Pour ces différentes raisons, je vous demande avec conviction de bien vouloir
adopter cet amendement.
M. le président. Quel est l'avis de la commission ?
M. Pierre Fauchon, rapporteur. Nous abordons là une question
intéressante et d'une très grande portée, à la fois théorique et pratique.
Nous avons posé le principe, voilà déjà un certain nombre d'années, de la
responsabilité pénale des personnes morales. Cela a surpris : on nous a
répondu, de manière peut-être trop immédiate, que, les personnes morales ne
pouvant pas aller en prison, on ne pouvait donc prévoir leur responsabilité
pénale. C'est toutefois une idée un peu courte : les personnes morales peuvent
être frappées de blâmes ou de sanctions !
J'ajoute que, contrairement à ce qu'on a cru, ce n'est pas une idée nouvelle.
Et, puisque nous parlons sous l'égide de Colbert, vous me permettrez peut-être
de sortir de ma poche ce code de 1670. (M. le rapporteur montre un volume
in-16.)
M. Michel Charasse. Oh là là !
M. Pierre Fauchon, rapporteur. Cela va vous plaire, monsieur Charasse !

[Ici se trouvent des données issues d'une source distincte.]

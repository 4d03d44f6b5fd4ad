//! Client configuration.
//!
//! Reads from env vars:
//!   DAIKOKU_BASE_URL        back-office origin (required)
//!   DAIKOKU_SESSION_COOKIE  `name=value` session cookie to seed the jar
//!   DAIKOKU_TIMEOUT_SECS    request timeout (default: none)

use std::time::Duration;

use url::Url;

use crate::error::ConfigError;

#[derive(Debug, Clone)]
pub struct ClientConfig {
    pub base_url: Url,
    pub session_cookie: Option<String>,
    /// No timeout unless set.
    pub timeout: Option<Duration>,
}

impl ClientConfig {
    pub fn new(base_url: Url) -> Self {
        Self {
            base_url,
            session_cookie: None,
            timeout: None,
        }
    }

    pub fn with_session_cookie(mut self, cookie: impl Into<String>) -> Self {
        self.session_cookie = Some(cookie.into());
        self
    }

    pub fn with_timeout(mut self, timeout: Duration) -> Self {
        self.timeout = Some(timeout);
        self
    }

    pub fn from_env() -> Result<Self, ConfigError> {
        Self::from_env_with_base(None)
    }

    /// Like [`ClientConfig::from_env`], with `base_url` taking precedence
    /// over DAIKOKU_BASE_URL when given.
    pub fn from_env_with_base(base_url: Option<Url>) -> Result<Self, ConfigError> {
        let base_url = match base_url {
            Some(url) => url,
            None => {
                let raw = std::env::var("DAIKOKU_BASE_URL")
                    .map_err(|_| ConfigError::Missing("DAIKOKU_BASE_URL"))?;
                Url::parse(&raw).map_err(|e| ConfigError::Invalid {
                    var: "DAIKOKU_BASE_URL",
                    reason: e.to_string(),
                })?
            }
        };

        let session_cookie = std::env::var("DAIKOKU_SESSION_COOKIE")
            .ok()
            .filter(|v| !v.trim().is_empty());

        let timeout = match std::env::var("DAIKOKU_TIMEOUT_SECS") {
            Ok(v) => {
                let secs: u64 = v.trim().parse().map_err(|_| ConfigError::Invalid {
                    var: "DAIKOKU_TIMEOUT_SECS",
                    reason: format!("expected seconds, got {:?}", v),
                })?;
                Some(Duration::from_secs(secs))
            }
            Err(_) => None,
        };

        Ok(Self {
            base_url,
            session_cookie,
            timeout,
        })
    }
}

/// Boolean env var: `1`, `true`, `yes`, `on` (any case) are true.
pub fn env_bool(key: &str, default: bool) -> bool {
    std::env::var(key)
        .ok()
        .map(|v| parse_bool(&v).unwrap_or(default))
        .unwrap_or(default)
}

fn parse_bool(v: &str) -> Option<bool> {
    match v.trim().to_ascii_lowercase().as_str() {
        "1" | "true" | "yes" | "on" => Some(true),
        "0" | "false" | "no" | "off" => Some(false),
        _ => None,
    }
}
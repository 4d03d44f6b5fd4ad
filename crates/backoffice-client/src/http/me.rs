//! Connected-user endpoints (`/api/me/...`).

use backoffice_types::{Api, Team, Tenant, User};
use serde_json::Value;

use super::{HttpClient, seg};
use crate::Result;

impl HttpClient {
    pub async fn me(&self) -> Result<User> {
        self.get("/api/me").await
    }

    /// Delete the connected user's own account.
    pub async fn delete_self(&self) -> Result<Value> {
        self.delete("/api/me").await
    }

    /// Tenant owning `team_id`.
    pub async fn current_tenant(&self, team_id: &str) -> Result<Tenant> {
        self.get(&format!("/api/teams/{}/tenant", seg(team_id))).await
    }

    pub async fn my_own_team(&self) -> Result<Team> {
        self.get("/api/me/teams/own").await
    }

    /// One of my teams, with all of its properties.
    pub async fn one_of_my_teams(&self, team_id: &str) -> Result<Team> {
        self.get(&format!("/api/me/teams/{}", seg(team_id))).await
    }

    pub async fn my_teams(&self) -> Result<Vec<Team>> {
        self.get("/api/me/teams").await
    }

    pub async fn visible_api(&self, api_id: &str) -> Result<Api> {
        self.get(&format!("/api/me/visible-apis/{}", seg(api_id))).await
    }

    pub async fn team_visible_api(&self, team_id: &str, api_id: &str) -> Result<Api> {
        self.get(&format!("/api/me/teams/{}/visible-apis/{}", seg(team_id), seg(api_id)))
            .await
    }

    pub async fn my_visible_apis(&self) -> Result<Vec<Api>> {
        self.get("/api/me/visible-apis").await
    }

    pub async fn my_subscriptions(&self, api_id: &str) -> Result<Value> {
        self.get(&format!("/api/me/subscriptions/{}", seg(api_id))).await
    }
}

M. Michel Charasse. Beaucoup !
M. Pierre Fauchon, rapporteur. Il s'agit de l'Ordonnance de Louis XIV,
roi de France et de Navarre, en matière criminelle, dans son édition de
1670. Vous constaterez qu'il s'agit d'une édition de poche, qui, je vous le
fais observer, est d'époque ! Son titre XXI traite « de la manière de faire
les procès aux communautés, villes, bourgs, village, corps et compagnies qui
auront commis quelque rebellion, violence ou autre crime ». Suivent un certain
nombre de dispositions, dont celle que nous proposons nous-mêmes, la
désignation d'un syndic spécial : aux termes de l'article 4 « les
condamnations ne pourront être que des réparations civiles, dommages et
intérêts envers la partie, amendes envers nous, privation de leurs
privilèges... » et quelques autres punitions qui marquent publiquement la
peine qu'elles auront encourue par leurs crimes.
Il s'agit donc, en réalité, d'une idée ancienne, qui est enracinée dans nos
institutions, d'une idée que je crois parfaitement justifiée, d'une idée que
je crois, je le dirai tout à l'heure, tout à fait utile.

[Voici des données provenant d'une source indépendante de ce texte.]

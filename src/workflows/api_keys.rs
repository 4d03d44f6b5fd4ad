//! Team API keys screen.

use backoffice_client::BackofficeApi;
use backoffice_types::{Api, Team, User};
use serde_json::Value;

use super::{Result, WorkflowError};
use crate::context::ContextStore;
use crate::permissions::{self, Operation, Resource};

/// Whether `user` may see the keys of `team`: always when the team does not
/// restrict them to administrators.
pub fn show_api_keys(user: &User, team: &Team) -> bool {
    user.is_daikoku_admin
        || !team.show_api_key_only_to_admins
        || permissions::is_team_admin(user, Some(team))
}

/// Location of the key list of `api` for `team`.
pub fn api_keys_path(team: &Team, api: &Api) -> String {
    format!(
        "/{}/settings/apikeys/{}",
        team.human_readable_id, api.human_readable_id
    )
}

/// Remove the archived subscriptions of the current team.
pub async fn clean_archived_subscriptions<A>(api: &A, store: &ContextStore) -> Result<Value>
where
    A: BackofficeApi + ?Sized,
{
    let ctx = store.snapshot();
    let user = ctx.connected_user.ok_or(WorkflowError::NotLoggedIn)?;
    let team = ctx.current_team.ok_or(WorkflowError::NoTeamInScope)?;
    permissions::require(&user, Operation::Manage, Resource::ApiKey, Some(&team))?;

    Ok(api.clean_archived_subscriptions(&team.id).await?)
}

Quel est l'état du droit actuel ? A partir du moment où l'on a admis la
responsabilité pénale des collectivités territoriales en tant que personnes
morales, il faut pratiquer une distinction entre deux hypothèses : soit elles
exercent des compétences qui peuvent être déléguées - elles peuvent
demander à une entreprise de refaire une chaussée, de construire un tennis ou
de ramasser les ordures ménagères - et il n'y a alors aucune difficulté, la
personne morale peut être condamnée pénalement si des faits d'imprudence ou
de négligence ont été commis ; soit, au contraire, il s'agit de compétences
qui ne peuvent être déléguées, comme le pouvoir de police, par exemple, et
l'on ne peut alors envisager la responsabilité pénale de la personne morale,
parce que ce serait, en quelque sorte, porter atteinte à une sorte de domaine
sacré.
Vous avez parlé tout à l'heure, madame la ministre, de prérogatives d'Etat.

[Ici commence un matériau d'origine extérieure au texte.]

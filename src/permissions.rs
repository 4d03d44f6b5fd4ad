//! Capability predicate - may this user do `operation` on `resource`?
//!
//! Pure and total so that views can evaluate it synchronously.

use std::fmt;

use backoffice_types::{Team, TeamPermission, User};
use thiserror::Error;

use crate::context::SessionContext;

#[derive(Debug, Clone, Copy, PartialEq, Eq, Hash)]
pub enum Operation {
    Read,
    Manage,
}

#[derive(Debug, Clone, Copy, PartialEq, Eq, Hash)]
pub enum Resource {
    Api,
    ApiKey,
    Asset,
    Backoffice,
    Notification,
    Stat,
    Team,
    AuditTrail,
    Session,
    Tenant,
    User,
}

impl Resource {
    /// Resources that only exist within a team.
    pub fn is_team_scoped(&self) -> bool {
        match self {
            Self::Api
            | Self::ApiKey
            | Self::Asset
            | Self::Backoffice
            | Self::Notification
            | Self::Stat
            | Self::Team => true,
            Self::AuditTrail | Self::Session | Self::Tenant | Self::User => false,
        }
    }
}

impl fmt::Display for Operation {
    fn fmt(&self, f: &mut fmt::Formatter<'_>) -> fmt::Result {
        f.write_str(match self {
            Self::Read => "read",
            Self::Manage => "manage",
        })
    }
}

impl fmt::Display for Resource {
    fn fmt(&self, f: &mut fmt::Formatter<'_>) -> fmt::Result {
        f.write_str(match self {
            Self::Api => "api",
            Self::ApiKey => "apikey",
            Self::Asset => "asset",
            Self::Backoffice => "backoffice",
            Self::Notification => "notification",
            Self::Stat => "stat",
            Self::Team => "team",
            Self::AuditTrail => "audit-trail",
            Self::Session => "session",
            Self::Tenant => "tenant",
            Self::User => "user",
        })
    }
}

impl std::str::FromStr for Operation {
    type Err = String;

    fn from_str(s: &str) -> Result<Self, Self::Err> {
        match s.to_ascii_lowercase().as_str() {
            "read" => Ok(Self::Read),
            "manage" => Ok(Self::Manage),
            other => Err(format!("unknown operation: {}", other)),
        }
    }
}

impl std::str::FromStr for Resource {
    type Err = String;

    fn from_str(s: &str) -> Result<Self, Self::Err> {
        let resource = match s.to_ascii_lowercase().as_str() {
            "api" => Self::Api,
            "apikey" | "api-key" => Self::ApiKey,
            "asset" => Self::Asset,
            "backoffice" => Self::Backoffice,
            "notification" => Self::Notification,
            "stat" => Self::Stat,
            "team" => Self::Team,
            "audit-trail" | "audittrail" => Self::AuditTrail,
            "session" => Self::Session,
            "tenant" => Self::Tenant,
            "user" => Self::User,
            other => return Err(format!("unknown resource: {}", other)),
        };
        Ok(resource)
    }
}

/// Site or tenant administrator.
pub fn is_administrator(user: &User) -> bool {
    user.is_daikoku_admin || user.is_tenant_admin
}

/// Daikoku administrator, or `Administrator` of `team`. Never true without a team.
pub fn is_team_admin(user: &User, team: Option<&Team>) -> bool {
    let Some(team) = team else {
        return false;
    };
    if user.is_daikoku_admin {
        return true;
    }
    team.permission_of(&user.id) == Some(TeamPermission::Administrator)
}

pub fn can_do(user: &User, operation: Operation, resource: Resource, scope_team: Option<&Team>) -> bool {
    if !resource.is_team_scoped() {
        return is_administrator(user);
    }

    let Some(team) = scope_team else {
        return false;
    };

    if is_administrator(user) {
        return true;
    }

    match team.permission_of(&user.id) {
        Some(TeamPermission::Administrator) => true,
        Some(TeamPermission::ApiEditor) | Some(TeamPermission::User) => {
            operation == Operation::Read
        }
        None => false,
    }
}

/// `can_do` for the connected user and current team; false when logged out.
pub fn can_do_in(ctx: &SessionContext, operation: Operation, resource: Resource) -> bool {
    match &ctx.connected_user {
        Some(user) => can_do(user, operation, resource, ctx.current_team.as_deref()),
        None => false,
    }
}

#[derive(Debug, Clone, PartialEq, Eq, Error)]
#[error("{user} cannot {operation} {resource}{}", scope_suffix(.team))]
pub struct CapabilityDenied {
    pub user: String,
    pub operation: Operation,
    pub resource: Resource,
    pub team: Option<String>,
}

fn scope_suffix(team: &Option<String>) -> String {
    match team {
        Some(team) => format!(" in team {}", team),
        None => String::new(),
    }
}

/// `can_do`, as a `Result` for call sites that report the denial.
pub fn require(
    user: &User,
    operation: Operation,
    resource: Resource,
    scope_team: Option<&Team>,
) -> Result<(), CapabilityDenied> {
    if can_do(user, operation, resource, scope_team) {
        Ok(())
    } else {
        Err(CapabilityDenied {
            user: user.id.clone(),
            operation,
            resource,
            team: scope_team.map(|t| t.id.clone()),
        })
    }
}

Je constate que l'on se réfugie dans des formules qui sont extrêmement
vénérables mais dont on ne connaît pas très bien au juste le fondement par
rapport à la conscience juridique actuelle. Si l'on se réfère à la
conscience juridique d'il y a cent ans, on voit bien de quoi il s'agit, mais,
par rapport à la conscience actuelle, ce n'est pas clair. Il n'y a rien de
vénérable ou de respectable dès lors qu'un délit est commis ! Si une
personne morale a commis un délit, toute imprégnée qu'elle soit des
prérogatives de la puissance publique, elle doit en répondre pénalement !
Mais on peut aller plus loin. A cet égard, j'ai été ravi d'entendre M. Mauroy
ce matin : c'était un honneur et un bonheur pour nous tous. Il a évoqué, en
élevant la réflexion, la question abordée par la commission Massot, en se
demandant s'il ne conviendrait pas de s'interroger sur l'éventualité d'une
responsabilité pénale de l'Etat.
M. Michel Charasse. Quelle horreur !
M. Pierre Fauchon, rapporteur. Avec le doigté que nous reconnaissons à
notre excellent et éminent collègue, M. Mauroy a considéré qu'il s'agissait
d'une vraie question mais qu'il était peut-être un peu prématuré de la
poser,...
M. Michel Charasse. Et la responsabilité pénale du service public de la
justice ?
M. Pierre Fauchon, rapporteur. ... que les esprits pouvaient évoluer et
que l'on finirait peut-être par comprendre.
Je constate cependant que la commission Massot, que l'on aime à citer si
souvent dans cette enceinte, n'a pas attendu, pour sa part, des années pour
dire qu'il faut reconnaître cette responsabilité.
M. Jacques Larché, président de la commission. Mais pas M. Massot !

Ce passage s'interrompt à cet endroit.